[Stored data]

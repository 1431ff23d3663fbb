use crate::cart::CartLine;
use crate::category::Category;
use crate::customer::Customer;
use crate::product::Product;
use crate::sale::SaleRecord;
use crate::stock::{InventoryRow, StockMovementRecord};
use crate::ui::output::money;
use tabled::{settings::Style, Table, Tabled};

#[derive(Tabled)]
pub struct TableRow {
    #[tabled(rename = "Metric")]
    pub metric: String,
    #[tabled(rename = "Value")]
    pub value: String,
}

pub struct TableBuilder {
    rows: Vec<TableRow>,
}

impl TableBuilder {
    pub fn new() -> Self {
        Self { rows: Vec::new() }
    }

    pub fn add_row(&mut self, label: &str, value: &str) {
        self.rows.push(TableRow {
            metric: label.to_string(),
            value: value.to_string(),
        });
    }

    pub fn build(&self) -> String {
        render(&self.rows)
    }
}

impl Default for TableBuilder {
    fn default() -> Self {
        Self::new()
    }
}

pub fn stats_table(stats: &[(&str, &str)]) -> String {
    let mut builder = TableBuilder::new();
    for (label, value) in stats {
        builder.add_row(label, value);
    }
    builder.build()
}

fn render<T: Tabled>(rows: &[T]) -> String {
    if rows.is_empty() {
        return String::new();
    }
    Table::new(rows).with(Style::rounded()).to_string()
}

fn opt(value: Option<&str>) -> String {
    value.unwrap_or("").to_string()
}

fn opt_num(value: Option<i64>) -> String {
    value.map(|v| v.to_string()).unwrap_or_default()
}

#[derive(Tabled)]
struct CategoryRow {
    #[tabled(rename = "Category ID")]
    id: String,
    #[tabled(rename = "Category Name")]
    name: String,
    #[tabled(rename = "Description")]
    description: String,
}

pub fn categories_table(categories: &[Category]) -> String {
    let rows: Vec<CategoryRow> = categories
        .iter()
        .map(|c| CategoryRow {
            id: c.category_id.clone(),
            name: c.category_name.clone(),
            description: opt(c.description.as_deref()),
        })
        .collect();
    render(&rows)
}

#[derive(Tabled)]
struct ProductRow {
    #[tabled(rename = "Product ID")]
    id: String,
    #[tabled(rename = "Product Name")]
    name: String,
    #[tabled(rename = "SKU")]
    sku: String,
    #[tabled(rename = "Category ID")]
    category_id: String,
    #[tabled(rename = "Category Name")]
    category_name: String,
    #[tabled(rename = "Price")]
    price: String,
    #[tabled(rename = "Description")]
    description: String,
}

pub fn products_table(products: &[Product], currency: &str) -> String {
    let rows: Vec<ProductRow> = products
        .iter()
        .map(|p| ProductRow {
            id: p.product_id.clone(),
            name: p.product_name.clone(),
            sku: p.sku.clone(),
            category_id: opt(p.category_id.as_deref()),
            category_name: opt(p.category_name.as_deref()),
            price: money(currency, p.price),
            description: opt(p.description.as_deref()),
        })
        .collect();
    render(&rows)
}

#[derive(Tabled)]
struct InventoryTableRow {
    #[tabled(rename = "Product ID")]
    id: String,
    #[tabled(rename = "Product Name")]
    name: String,
    #[tabled(rename = "SKU")]
    sku: String,
    #[tabled(rename = "Category")]
    category: String,
    #[tabled(rename = "Current Stock")]
    current: String,
    #[tabled(rename = "Safety Stock")]
    safety: String,
    #[tabled(rename = "Target Stock")]
    target: String,
    #[tabled(rename = "")]
    flag: String,
}

pub fn inventory_table(rows: &[InventoryRow]) -> String {
    let rows: Vec<InventoryTableRow> = rows
        .iter()
        .map(|r| InventoryTableRow {
            id: r.product_id.clone(),
            name: r.product_name.clone(),
            sku: r.sku.clone(),
            category: opt(r.category_name.as_deref()),
            current: opt_num(r.current_stock),
            safety: opt_num(r.safety_stock),
            target: opt_num(r.target_stock),
            flag: if r.is_low() { "LOW".to_string() } else { String::new() },
        })
        .collect();
    render(&rows)
}

#[derive(Tabled)]
struct CartTableRow {
    #[tabled(rename = "#")]
    index: usize,
    #[tabled(rename = "Product Name")]
    name: String,
    #[tabled(rename = "Unit Price")]
    unit_price: String,
    #[tabled(rename = "Quantity")]
    quantity: i64,
    #[tabled(rename = "Total Price")]
    total: String,
}

/// Cart lines are numbered from 1, matching the POS session commands
pub fn cart_table(lines: &[CartLine], currency: &str) -> String {
    let rows: Vec<CartTableRow> = lines
        .iter()
        .enumerate()
        .map(|(i, l)| CartTableRow {
            index: i + 1,
            name: l.product_name.clone(),
            unit_price: money(currency, l.unit_price),
            quantity: l.quantity,
            total: money(currency, l.total_price),
        })
        .collect();
    render(&rows)
}

#[derive(Tabled)]
struct HistoryRow {
    #[tabled(rename = "ID")]
    id: i64,
    #[tabled(rename = "Date")]
    date: String,
    #[tabled(rename = "Product ID")]
    product_id: String,
    #[tabled(rename = "Quantity")]
    quantity: String,
    #[tabled(rename = "Type")]
    kind: String,
    #[tabled(rename = "Remarks")]
    remarks: String,
}

pub fn history_table(records: &[StockMovementRecord]) -> String {
    let rows: Vec<HistoryRow> = records
        .iter()
        .map(|r| HistoryRow {
            id: r.transaction_id,
            date: r.transaction_date.clone(),
            product_id: r.product_id.clone(),
            quantity: format!("{:+}", r.quantity),
            kind: r.transaction_type.clone(),
            remarks: opt(r.remarks.as_deref()),
        })
        .collect();
    render(&rows)
}

#[derive(Tabled)]
struct CustomerRow {
    #[tabled(rename = "Customer ID")]
    id: String,
    #[tabled(rename = "Name")]
    name: String,
    #[tabled(rename = "Mobile")]
    mobile: String,
}

pub fn customers_table(customers: &[Customer]) -> String {
    let rows: Vec<CustomerRow> = customers
        .iter()
        .map(|c| CustomerRow {
            id: c.customer_id.clone(),
            name: c.customer_name.clone(),
            mobile: c.mobile_number.clone(),
        })
        .collect();
    render(&rows)
}

#[derive(Tabled)]
struct SaleRow {
    #[tabled(rename = "Sale #")]
    id: i64,
    #[tabled(rename = "Date")]
    date: String,
    #[tabled(rename = "Product")]
    product: String,
    #[tabled(rename = "Qty")]
    quantity: i64,
    #[tabled(rename = "Unit Price")]
    unit_price: String,
    #[tabled(rename = "Total")]
    total: String,
    #[tabled(rename = "Customer")]
    customer: String,
}

pub fn sales_table(sales: &[SaleRecord], currency: &str) -> String {
    let rows: Vec<SaleRow> = sales
        .iter()
        .map(|s| SaleRow {
            id: s.sales_trans_id,
            date: s.sale_date.clone(),
            product: s.product_name.clone().unwrap_or_else(|| s.product_id.clone()),
            quantity: s.quantity,
            unit_price: money(currency, s.unit_price),
            total: money(currency, s.total_price),
            customer: opt(s.customer_name.as_deref()),
        })
        .collect();
    render(&rows)
}

#[derive(Tabled)]
struct ScreenRow {
    #[tabled(rename = "Screen")]
    screen: String,
    #[tabled(rename = "Command")]
    command: String,
    #[tabled(rename = "Purpose")]
    purpose: String,
}

/// Launcher listing: (screen, command, purpose)
pub fn menu_table(entries: &[(&str, &str, &str)]) -> String {
    let rows: Vec<ScreenRow> = entries
        .iter()
        .map(|(screen, command, purpose)| ScreenRow {
            screen: screen.to_string(),
            command: command.to_string(),
            purpose: purpose.to_string(),
        })
        .collect();
    render(&rows)
}

#[cfg(test)]
mod tests {
    use super::*;

    #[test]
    fn test_empty_tables_render_nothing() {
        assert!(categories_table(&[]).is_empty());
        assert!(TableBuilder::new().build().is_empty());
    }

    #[test]
    fn test_cart_table_numbers_lines_from_one() {
        let lines = vec![CartLine {
            product_id: "PID-00001".into(),
            product_name: "GREEN TEA".into(),
            unit_price: 2.5,
            quantity: 2,
            total_price: 5.0,
        }];
        let table = cart_table(&lines, "$");
        assert!(table.contains("GREEN TEA"));
        assert!(table.contains("$5.00"));
        assert!(table.contains("│ 1 "));
    }

    #[test]
    fn test_stats_table_contains_rows() {
        let table = stats_table(&[("Products", "3")]);
        assert!(table.contains("Metric"));
        assert!(table.contains("Products"));
    }
}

» REQUIREMENT
Within the records above, each line containing "InventoryTableRow" is to be returned.

» ANSWER TO THIS EXERCISE
struct InventoryTableRow {
    let rows: Vec<InventoryTableRow> = rows
        .map(|r| InventoryTableRow {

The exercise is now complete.